Nvlink "multiple definition of half2float" error

kh40tika · April 8, 2021, 5:08am

I’m writing a operator extension library for MXNet. Here’s the build error:

nvlink error   : Multiple definition of '_Z17__half2float_warpRVK6__half' in 'lib/givens-matmul.cu.o', first defined in 'lib/example-op.cu.o' (target: sm_61)
nvlink fatal   : merge_elf failed (target: sm_61)

And here’s my build script (with minor censorship):

#!/bin/bash
# TODO.refac replace this with cmake when codebase is large enough
MXNET_HOME=/XXX/incubator-mxnet
ANACONDA_HOME=/XXX/anaconda3
CUDA_HOME=/usr/local/cuda
INCLUDE_DIRS="-I$MXNET_HOME/include -I$ANACONDA_HOME/include -I$CUDA_HOME/include"
LIB_DIRS="-L$MXNET_HOME/build"
LIBS="-lmxnet"
NV_CFLAGS='-std=c++14 -gencode arch=compute_61,code=sm_61 -gencode arch=compute_86,code=sm_86' # 1080Ti & 3090 for now
CFLAGS='-std=c++14 -mf16c -mfma -mavx2 -O3'
LFLAGS='--no-undefined'
OUTPUT_NAME='libmxkhaotik.so'

rm -f lib/*.o
for ifile in src/*.cc; do
  g++ -c $CFLAGS $INCLUDE_DIRS -o lib/$(basename $ifile).o -fPIC $ifile
done
for ifile in src/*.cu; do
  nvcc -dc -c $NV_CFLAGS -Xcompiler "$CFLAGS -fPIC" $INCLUDE_DIRS -o lib/$(basename $ifile).o $ifile
done
nvcc -dlink -shared $NV_CFLAGS -Xlinker "$LFLAGS" $LIB_DIRS -o lib/"$OUTPUT_NAME" lib/*.o $LIBS && rm lib/*.o

I did some research and it appears half2float is a library function. In fact I’m not even using it directly in my code. It’s likely included from certain headers. So I dunno how this multiple definition thing come into play, and thereafter how to fix this problem.

njuffa · April 8, 2021, 5:42am

The demangled prototype for this is __half2float_warp(__half const volatile&), which does not look like a CUDA built-in library function to me. It is probably something from the MXnet code base. It might be instructive to see where and how it is defined.

Have you looked at givens-matmul.cu and example-op.cu? Do both files have to be included in the build? The name of the latter file possibly suggests that it might actually be an example app that got included inadvertently, and should not be part of the library?
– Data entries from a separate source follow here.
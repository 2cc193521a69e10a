//! Economy ledger: gold and debt
//!
//! Gold is earned from pickups and loans; debt only shrinks through
//! repayment. Neither value ever drops below zero.

use serde::{Deserialize, Serialize};

/// Loan products offered by the loan shark
#[derive(Debug, Clone, Copy, PartialEq, Eq, Serialize, Deserialize)]
pub enum LoanOffer {
    /// +500 gold at a 10% fee
    Simple,
    /// +1000 gold at a 25% fee, grants a run-scoped damage bonus
    Gear,
    /// +2000 gold at a 50% fee, detonates on the player and slows them
    Cursed,
}

impl LoanOffer {
    pub fn principal(&self) -> f64 {
        match self {
            LoanOffer::Simple => 500.0,
            LoanOffer::Gear => 1000.0,
            LoanOffer::Cursed => 2000.0,
        }
    }

    /// Fixed fee rate added to the debt
    pub fn rate(&self) -> f64 {
        match self {
            LoanOffer::Simple => 0.10,
            LoanOffer::Gear => 0.25,
            LoanOffer::Cursed => 0.50,
        }
    }

    pub fn name(&self) -> &'static str {
        match self {
            LoanOffer::Simple => "Simple Loan",
            LoanOffer::Gear => "Gear Loan",
            LoanOffer::Cursed => "Cursed Loan",
        }
    }
}

/// Gold/debt pair (persisted across runs)
#[derive(Debug, Clone, PartialEq, Serialize, Deserialize)]
pub struct EconomyLedger {
    pub debt: f64,
    pub gold: f64,
}

impl Default for EconomyLedger {
    fn default() -> Self {
        Self::new(10_000.0)
    }
}

impl EconomyLedger {
    /// Fresh ledger with a starting debt and no gold
    pub fn new(debt: f64) -> Self {
        Self {
            debt: sanitize(debt),
            gold: 0.0,
        }
    }

    /// Borrow `amount` with no fee
    pub fn take_loan(&mut self, amount: f64) {
        self.take_loan_at(amount, 0.0);
    }

    /// Borrow `amount`; the debt grows by the principal plus a rounded fee
    pub fn take_loan_at(&mut self, amount: f64, rate: f64) {
        if !(amount > 0.0) || !amount.is_finite() {
            return;
        }
        let fee = (amount * rate.max(0.0)).round();
        self.debt += amount + fee;
        self.gold += amount;
    }

    /// Take one of the named loan products
    pub fn take_offer(&mut self, offer: LoanOffer) {
        self.take_loan_at(offer.principal(), offer.rate());
    }

    /// Add earned gold
    pub fn collect(&mut self, amount: f64) {
        if amount > 0.0 && amount.is_finite() {
            self.gold += amount;
        }
    }

    /// Transfer `min(amount, gold, debt)` from gold to debt reduction.
    ///
    /// Returns the amount actually repaid.
    pub fn repay(&mut self, amount: f64) -> f64 {
        if !(amount > 0.0) {
            return 0.0;
        }
        let pay = amount.min(self.gold).min(self.debt).max(0.0);
        self.gold -= pay;
        self.debt -= pay;
        pay
    }

    /// Apply all gold to the debt (end of run)
    pub fn repay_all(&mut self) -> f64 {
        self.repay(self.gold)
    }
}

fn sanitize(v: f64) -> f64 {
    if v.is_finite() { v.max(0.0) } else { 0.0 }
}

#[cfg(test)]
mod tests {
    use super::*;
    use proptest::prelude::*;

    #[test]
    fn test_take_loan_scenario() {
        let mut ledger = EconomyLedger::new(1000.0);
        ledger.take_loan(500.0);
        assert_eq!(ledger.debt, 1500.0);
        assert_eq!(ledger.gold, 500.0);
    }

    #[test]
    fn test_loan_offer_adds_fee_to_debt_only() {
        let mut ledger = EconomyLedger::new(0.0);
        ledger.take_offer(LoanOffer::Simple);
        assert_eq!(ledger.gold, 500.0);
        assert_eq!(ledger.debt, 550.0);
        ledger.take_offer(LoanOffer::Cursed);
        assert_eq!(ledger.gold, 2500.0);
        assert_eq!(ledger.debt, 550.0 + 3000.0);
    }

    #[test]
    fn test_repay_limited_by_gold() {
        let mut ledger = EconomyLedger::new(100.0);
        ledger.collect(30.0);
        let paid = ledger.repay(50.0);
        assert_eq!(paid, 30.0);
        assert_eq!(ledger.gold, 0.0);
        assert_eq!(ledger.debt, 70.0);
    }

    #[test]
    fn test_repay_noop_cases() {
        let mut ledger = EconomyLedger::new(100.0);
        ledger.repay(10.0);
        assert_eq!(ledger.debt, 100.0);
        ledger.collect(5.0);
        ledger.repay(0.0);
        assert_eq!(ledger.gold, 5.0);
        assert_eq!(ledger.debt, 100.0);
    }

    #[test]
    fn test_negative_loan_ignored() {
        let mut ledger = EconomyLedger::new(10.0);
        ledger.take_loan(-50.0);
        ledger.take_loan(f64::NAN);
        assert_eq!(ledger, EconomyLedger::new(10.0));
    }

    proptest! {
        #[test]
        fn prop_repay_transfers_min(
            amount in 0.0f64..10_000.0,
            gold in 0.0f64..10_000.0,
            debt in 0.0f64..10_000.0,
        ) {
            let mut ledger = EconomyLedger { debt, gold };
            let expected = amount.min(gold).min(debt);
            ledger.repay(amount);
            prop_assert!((ledger.gold - (gold - expected)).abs() < 1e-9);
            prop_assert!((ledger.debt - (debt - expected)).abs() < 1e-9);
            prop_assert!(ledger.gold >= 0.0);
            prop_assert!(ledger.debt >= 0.0);
        }
    }
}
kh40tika · April 8, 2021, 5:49am

Okay I’ll investigate MXNet code base more. I wrote the example-op as boilerplate code, and shall be included in test codes. Here’s a gist for example-op.

I still can’t find this half2float string in the MXNet code base other than RTC module (which are irrelevant strings for JIT compilation)

njuffa · April 8, 2021, 5:53am

I don’t know how relevant this is, but a quick internet search points me here:

https://mxnet.apache.org/versions/1.6/api/cpp/docs/api/half_8h_source.html

I couldn’t figure out how to get back from that to the actual sub-directory and filename. But __half2float_warp() definitely seems to be part of MXnet somehow.

kh40tika · April 8, 2021, 7:02am

I fixed the problem by adding inline here. I had overlooked the code base under 3rdparty/ directory.

Thanks @njuffa for the help.